According to a sixth aspect of the present invention, in the ink jet recording apparatus according to any one of the first to fourth aspects, based on the detected or estimated heat flow rate information,
It is characterized in that it further comprises means for changing a condition of blank ejection for detecting non-ejection.

According to a seventh aspect of the present invention, in the ink jet recording apparatus according to any one of the first to sixth aspects, the ejection drive is performed for the ejection failure detection according to at least the head rank of the recording head. It is characterized in that it further comprises means for changing the condition.

An ink jet recording apparatus according to an eighth aspect of the present invention is the ink jet recording apparatus according to the seventh aspect, further comprising means for changing the non-ejection determination condition in the non-ejection detection according to at least the thermal characteristics of the recording head. Is characterized by.

Further, in the non-ejection detecting method of the ink jet recording apparatus according to the ninth aspect of the present invention, heat is generated from the vicinity of the heating element or the member in which the heating element is formed at the time of detecting the non-ejection or prior to the detection of the non-ejection. It is characterized by detecting or estimating the heat flow velocity to other members or the air that is transmitted, and changing the condition of non-ejection detection according to the information.

In the non-ejection detecting method according to the tenth aspect of the present invention, the heat flow velocity is detected based on at least the temperature change of the print head temperature immediately before the non-ejection detection.

In the non-ejection detection method according to claim 11 of the present invention, the heat flow velocity is estimated by at least the difference between the temperature of the print head at the time of non-ejection detection or immediately before non-ejection detection and the temperature of the environment in which the printing apparatus is placed. It is characterized by performing based on.

In the non-ejection detecting method according to the twelfth aspect of the present invention, the temperature of the heat flow is detected at least at the time of the non-ejection detection or immediately before the non-ejection detection, the temperature of the member in which the heating element is incorporated, and other heat transfer from the temperature.
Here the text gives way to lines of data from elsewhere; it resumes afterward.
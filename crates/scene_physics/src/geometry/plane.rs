//! Infinite planes
//!
//! Planes are stored as `normal · p + distance = 0`, so
//! [`Plane::distance_to_point`] is positive on the side the normal points to.

use crate::foundation::math::Vec3;

/// Plane defined by normal and distance from origin
#[derive(Debug, Clone, Copy, PartialEq)]
pub struct Plane {
    /// Normal vector (should be normalized)
    pub normal: Vec3,
    /// Distance from origin along the normal
    pub distance: f32,
}

impl Plane {
    /// Create a new plane from normal and distance
    pub fn new(normal: Vec3, distance: f32) -> Self {
        Self { normal: normal.normalize(), distance }
    }

    /// Create a plane through `point` with the given (already normalized) normal
    pub fn from_point_normal(point: Vec3, normal: Vec3) -> Self {
        Self {
            normal,
            distance: -point.dot(&normal),
        }
    }

    /// Create the plane through three points, normal following the right-hand rule
    ///
    /// Collinear points produce a NaN normal; callers reject degenerate
    /// triangles before asking for their plane.
    pub fn from_points(a: Vec3, b: Vec3, c: Vec3) -> Self {
        let normal = (b - a).cross(&(c - a)).normalize();
        Self::from_point_normal(a, normal)
    }

    /// Calculate signed distance from plane to point
    pub fn distance_to_point(&self, point: Vec3) -> f32 {
        self.normal.dot(&point) + self.distance
    }

    /// True when the plane faces against `direction`
    pub fn is_front_facing(&self, direction: &Vec3) -> bool {
        self.normal.dot(direction) < 0.0
    }

    /// Point where the infinite line `origin + t * direction` crosses the plane
    ///
    /// Returns `None` when the line runs parallel to the plane.
    pub fn intersection_with_line(&self, origin: &Vec3, direction: &Vec3) -> Option<Vec3> {
        let denominator = self.normal.dot(direction);
        if denominator.abs() <= f32::EPSILON {
            return None;
        }

        let t = -self.distance_to_point(*origin) / denominator;
        Some(origin + direction * t)
    }
}
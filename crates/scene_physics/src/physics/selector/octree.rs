//! Octree-accelerated selector for large static meshes

use std::sync::Arc;

use super::{resolve_transform, TriangleQuery, TriangleSelector};
use crate::geometry::{IndexedMesh, Triangle, AABB};
use crate::scene::{NodeId, SceneManager};
use crate::spatial::{OctreeConfig, TriangleOctree};

/// Selector answering box queries through a [`TriangleOctree`]
#[derive(Debug, Clone)]
pub struct OctreeTriangleSelector {
    /// Tree over the local-space triangles, shared between clones
    octree: Arc<TriangleOctree>,

    node: Option<NodeId>,
}

impl OctreeTriangleSelector {
    /// Build the tree over `triangles`
    pub fn new(node: Option<NodeId>, triangles: Vec<Triangle>, config: &OctreeConfig) -> Self {
        Self {
            octree: Arc::new(TriangleOctree::build(triangles, config)),
            node,
        }
    }

    /// Build the tree over an imported mesh
    pub fn from_mesh(node: Option<NodeId>, mesh: &IndexedMesh, config: &OctreeConfig) -> Self {
        Self::new(node, mesh.triangles.clone(), config)
    }

    /// The underlying tree
    pub fn octree(&self) -> &TriangleOctree {
        &self.octree
    }
}

impl TriangleSelector for OctreeTriangleSelector {
    fn triangle_count(&self, _scene: &SceneManager) -> usize {
        self.octree.triangle_count()
    }

    fn all_triangles(&self, query: &TriangleQuery<'_>, out: &mut Vec<Triangle>) {
        let Some(resolved) = resolve_transform(self.node, query) else {
            return;
        };
        self.octree.query_all(&resolved.output, out);
    }

    fn triangles_in_box(&self, aabb: &AABB, query: &TriangleQuery<'_>, out: &mut Vec<Triangle>) {
        let Some(resolved) = resolve_transform(self.node, query) else {
            return;
        };

        // The tree lives in local space; a singular world transform cannot be
        // inverted, so nothing gets pruned
        match resolved.world.try_inverse() {
            Some(inverse) => self.octree.query_box(&aabb.transformed(&inverse), &resolved.output, out),
            None => self.octree.query_all(&resolved.output, out),
        }
    }

    fn node(&self) -> Option<NodeId> {
        self.node
    }

    fn clone_for_node(&self, node: NodeId) -> Box<dyn TriangleSelector> {
        Box::new(Self { octree: Arc::clone(&self.octree), node: Some(node) })
    }
}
The feature is that it is performed based on the difference from the temperature of the member.

In the non-ejection detecting method according to claim 13 of the present invention, in the configuration according to any one of claims 9 to 12, based on the detected or estimated heat flow rate information,
The feature is that the determination condition for the non-ejection determination is changed.

In the non-ejection detecting method according to claim 14 of the present invention, in the configuration according to any one of claims 9 to 12, based on the detected or estimated heat flow rate information,
The feature is that the condition of blank discharge for detecting non-discharge is changed.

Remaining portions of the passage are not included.